Artigo Acesso aberto Revisado por pares

Comparative study of six SARS-CoV-2 serology assays: Diagnostic performance and antibody dynamics in a cohort of hospitalized patients for moderate to critical COVID-19

2022; SAGE Publishing; Volume: 36; Linguagem: Inglês

10.1177/20587384211073232

ISSN

2058-7384

Autores

Sameh Chamkhi, Tarak Dhaouadi, Imen Sfar, Salma Mokni, Alia Jebri, Dhouha Mansouri, Salma Ghedira, E. Ben Jemia, Samia Ben Boujemaa, Mohamed Houissa, H. Aouina, T. Ben Abdallah, Yousr Gorgi,

Tópico(s)

COVID-19 Clinical Research Studies

Resumo

Background To overcome the COVID-19 pandemic, serology assays are needed to identify past and ongoing infections.
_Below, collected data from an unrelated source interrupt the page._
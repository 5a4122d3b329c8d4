//! Analysis pipeline: one request-scoped pass from raw records to report
//!
//! score → alerts → window + sampling → graph → embeddings + node risk →
//! link prediction → clustering → enrichment → optional summary
//!
//! The pipeline owns no mutable state between runs. Every stage receives its
//! inputs and returns owned results; randomness flows from one seeded `StdRng`.

use std::collections::BTreeMap;
use std::sync::Arc;
use std::time::Instant;

use chrono::{DateTime, Duration, Utc};
use rand::rngs::StdRng;
use rand::{Rng, SeedableRng};
use riskgraph_core::models::{
    Alert, Cluster, MalformedRow, PotentialEdge, SummarizedGraph, TransactionRecord,
};
use riskgraph_core::{
    generate_alerts, load_model, EngineConfig, EngineError, GaussianNoise, GraphBuilder,
    RiskScorer, ScoringModel, ScoringReport, TransactionGraph,
};
use serde::Serialize;
use uuid::Uuid;

use crate::subsystems::cluster::{detect_clusters, ClusterMethod};
use crate::subsystems::embedder::{compute_embeddings, EmbeddingSource};
use crate::subsystems::ingest::{filter_window, sample_transactions};
use crate::subsystems::linker::predict_links;
use crate::subsystems::propagate::propagate_risk;
use crate::subsystems::summarize::summarize_graph;

/// Hour offsets in `step` records count from this far before the run.
const STEP_ORIGIN_DAYS: i64 = 30;

#[derive(Debug, Clone)]
pub struct AnalysisRequest {
    pub records: Vec<TransactionRecord>,
    pub start: Option<DateTime<Utc>>,
    pub end: Option<DateTime<Utc>>,
    /// Use the loaded scoring model; when false every stage takes its fallback.
    pub use_model: bool,
    /// Attach a budget-bounded summary to the report.
    pub optimize: bool,
    /// Graph from an earlier run to keep accumulating into.
    pub previous: Option<TransactionGraph>,
    pub step_origin: Option<DateTime<Utc>>,
}

impl AnalysisRequest {
    pub fn new(records: Vec<TransactionRecord>) -> Self {
        Self {
            records,
            start: None,
            end: None,
            use_model: true,
            optimize: true,
            previous: None,
            step_origin: None,
        }
    }
}

#[derive(Debug, Clone, Serialize)]
pub struct AnalysisReport {
    pub run_id: Uuid,
    pub generated_at: DateTime<Utc>,
    pub transactions_analyzed: usize,
    pub malformed: Vec<MalformedRow>,
    pub scoring: ScoringReport,
    pub alerts: Vec<Alert>,
    /// Enriched graph: propagated node risk, embeddings, cluster ids and
    /// potential edges appended after the observed ones.
    pub graph: TransactionGraph,
    pub node_risks: BTreeMap<String, f64>,
    pub potential_edges: Vec<PotentialEdge>,
    pub clusters: Vec<Cluster>,
    #[serde(skip_serializing_if = "Option::is_none")]
    pub cluster_method: Option<ClusterMethod>,
    #[serde(skip_serializing_if = "Option::is_none")]
    pub embedding_source: Option<EmbeddingSource>,
    #[serde(skip_serializing_if = "Option::is_none")]
    pub summary: Option<SummarizedGraph>,
}

impl AnalysisReport {
    fn empty(
        run_id: Uuid,
        malformed: Vec<MalformedRow>,
        scoring: ScoringReport,
        alerts: Vec<Alert>,
    ) -> Self {
        Self {
            run_id,
            generated_at: Utc::now(),
            transactions_analyzed: 0,
            malformed,
            scoring,
            alerts,
            graph: TransactionGraph::default(),
            node_risks: BTreeMap::new(),
            potential_edges: Vec::new(),
            clusters: Vec::new(),
            cluster_method: None,
            embedding_source: None,
            summary: None,
        }
    }

    /// Embedding per node id.
    pub fn embeddings(&self) -> BTreeMap<&str, &[f32]> {
        self.graph
            .nodes()
            .iter()
            .filter_map(|n| Some((n.id.as_str(), n.embedding.as_deref()?)))
            .collect()
    }
}

pub struct AnalysisPipeline {
    config: EngineConfig,
    model: Option<Arc<dyn ScoringModel>>,
    pool: Option<rayon::ThreadPool>,
}

impl AnalysisPipeline {
    /// Validate the config, load the configured model and size the worker pool.
    pub fn new(config: EngineConfig) -> Result<Self, EngineError> {
        config.validate()?;
        let model = load_model(&config.model, config.embedding.dimensions);
        let pool = if config.compute.accelerated {
            let threads = match config.compute.worker_threads {
                0 => num_cpus::get(),
                n => n,
            };
            let pool = rayon::ThreadPoolBuilder::new()
                .num_threads(threads)
                .thread_name(|i| format!("riskgraph-worker-{i}"))
                .build()
                .map_err(|e| EngineError::Other(format!("worker pool: {e}")))?;
            tracing::info!(threads, "Accelerated execution enabled");
            Some(pool)
        } else {
            None
        };
        Ok(Self {
            config,
            model,
            pool,
        })
    }

    /// Replace the loaded model, or remove it with `None`.
    pub fn with_model(mut self, model: Option<Arc<dyn ScoringModel>>) -> Self {
        self.model = model;
        self
    }

    pub fn config(&self) -> &EngineConfig {
        &self.config
    }

    pub fn run(&self, request: AnalysisRequest) -> Result<AnalysisReport, EngineError> {
        if request.records.is_empty() {
            return Err(EngineError::NoInputData);
        }
        let started = Instant::now();
        let run_id = Uuid::new_v4();
        let config = &self.config;
        tracing::info!(%run_id, records = request.records.len(), "Starting analysis");

        let mut rng = match config.scoring.seed {
            Some(seed) => StdRng::seed_from_u64(seed),
            None => StdRng::from_entropy(),
        };

        // Scoring
        let origin = request
            .step_origin
            .unwrap_or_else(|| Utc::now() - Duration::days(STEP_ORIGIN_DAYS));
        let noise = GaussianNoise::new(config.scoring.jitter_sigma, Some(rng.gen()))?;
        let outcome = RiskScorer::new(config.thresholds.clone(), noise)
            .with_step_origin(origin)
            .score(&request.records);
        let alerts = generate_alerts(&outcome.transactions, &config.thresholds);

        // Narrowing
        let txs = filter_window(outcome.transactions, request.start, request.end);
        let txs = sample_transactions(txs, &config.sampling, config.thresholds.high_risk, &mut rng);
        if txs.is_empty() {
            tracing::warn!(%run_id, "No transactions left to analyze");
            return Ok(AnalysisReport::empty(run_id, outcome.malformed, outcome.report, alerts));
        }

        // Graph
        let mut builder = match request.previous {
            Some(previous) => GraphBuilder::extend(previous),
            None => GraphBuilder::new(),
        };
        builder.add_all(&txs);
        let mut graph = builder.build();
        let features = graph.features();

        // Node analysis
        let model = if request.use_model {
            self.model.as_deref()
        } else {
            None
        };
        let accelerated = config.compute.accelerated;
        let mut analyze = || {
            let embedding = compute_embeddings(model, &features, config, &mut rng);
            let propagation = propagate_risk(model, &features, config);
            let usable = embedding.is_usable().then(|| embedding.embeddings.view());
            let links = predict_links(
                &graph,
                usable,
                &propagation.risks,
                &config.link_prediction,
                &config.thresholds,
            );
            let clusters = detect_clusters(
                &graph,
                usable,
                &propagation.risks,
                &config.clustering,
                accelerated,
                &mut rng,
            );
            (embedding, propagation, links, clusters)
        };
        let (embedding, propagation, links, clusters) = match &self.pool {
            Some(pool) => pool.install(analyze),
            None => analyze(),
        };

        // Enrichment
        let mut node_risks = BTreeMap::new();
        for i in 0..graph.node_count() {
            if let Some(node) = graph.node_mut(i) {
                node.risk_score = propagation.risks[i].clamp(0.0, 1.0);
                node.embedding = Some(embedding.embeddings.row(i).to_vec());
                node.cluster_id = clusters.assignments[i];
                node_risks.insert(node.id.clone(), node.risk_score);
            }
        }
        let added = links.iter().filter(|l| graph.add_potential_edge(l)).count();
        tracing::debug!(added, "Appended potential edges");

        let summary = request.optimize.then(|| {
            summarize_graph(
                &graph,
                &clusters.clusters,
                links.len(),
                &config.summary,
                &config.thresholds,
            )
        });

        tracing::info!(
            %run_id,
            transactions = txs.len(),
            nodes = graph.node_count(),
            edges = graph.edge_count(),
            potential_edges = links.len(),
            clusters = clusters.clusters.len(),
            high_risk_nodes = propagation.high_risk_count,
            elapsed_ms = started.elapsed().as_millis() as u64,
            "Analysis complete"
        );

        Ok(AnalysisReport {
            run_id,
            generated_at: Utc::now(),
            transactions_analyzed: txs.len(),
            malformed: outcome.malformed,
            scoring: outcome.report,
            alerts,
            graph,
            node_risks,
            potential_edges: links,
            clusters: clusters.clusters,
            cluster_method: Some(clusters.method),
            embedding_source: Some(embedding.source),
            summary,
        })
    }
}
In this context, we evaluated the diagnostic performance of 6 immunoassays on samples from hospitalized patients for moderate to critical COVID-19. Methods 701 serum samples obtained from 443 COVID-19 patients (G1: 356 positive RT-PCR patients and G2: 87 negative RT-PCR cases) and 108 pre-pandemic sera from blood donors were tested with 6 commercial immunoassays: (1) Elecsys Anti-SARS-CoV-2, Roche (Nucleocapsid, N), (2) Elecsys Anti-SARS-CoV-2 S, Roche (Spike, S), (3) Vidas SARS-COV-2 IgM/IgG, BioMérieux (S), (4) SARS-CoV-2 IgG, Abbott (N), (5) Access SARS-CoV-2 IgG, Beckman Coulter (Receptor Binding Domain), and (6) Standard F COVID-19 IgM/IgG Combo FIA, SD Biosensor (N). Results Global sensitivities of the evaluated assays were as follows: (1) Roche anti-N = 74.5% [69.6–79.3], (2) Roche anti-S = 92.7% [84.7–100], (3) Vidas IgM = 74.9% [68.6–81.2], (4) Vidas IgG = 73.9% [67.6–80.1], (5) Abbott = 78.6% [63.4–93.8], (6) Beckman Coulter = 74.5% [62–86.9], (7) SD Biosensor IgM = 73.1% [61–85.1], and (8) SD Biosensor IgG = 76.9% [65.4–88.4]. Sensitivities increased gradually from week 1 to week 3 as follow: (1) Roche anti-N: 63.3%, 81% and 82.1%; (2) Vidas IgM: 68.2%, 83.2% and 85.9%; and (3) Vidas IgG: 66.7%, 79.1% and 86.6%. All immunoassays showed a specificity of 100%. Seropositivity was significantly associated with a higher frequency of critical COVID-19 (50.8% vs. 38.2%), p = 0.018, OR [95% CI] = 1.668 [1.09–2.553]. Inversely, death occurred more frequently in seronegative patients (28.7% vs. 13.6%), p=3.02 E-4, OR [95% CI] = 0.392 [0.233–0.658]. Conclusion Evaluated serology assays exhibited good sensitivities and excellent specificities. Sensitivities increased gradually after symptoms onset. Even if seropositivity is more frequent in patients with critical COVID-19, it may predict a recovery outcome.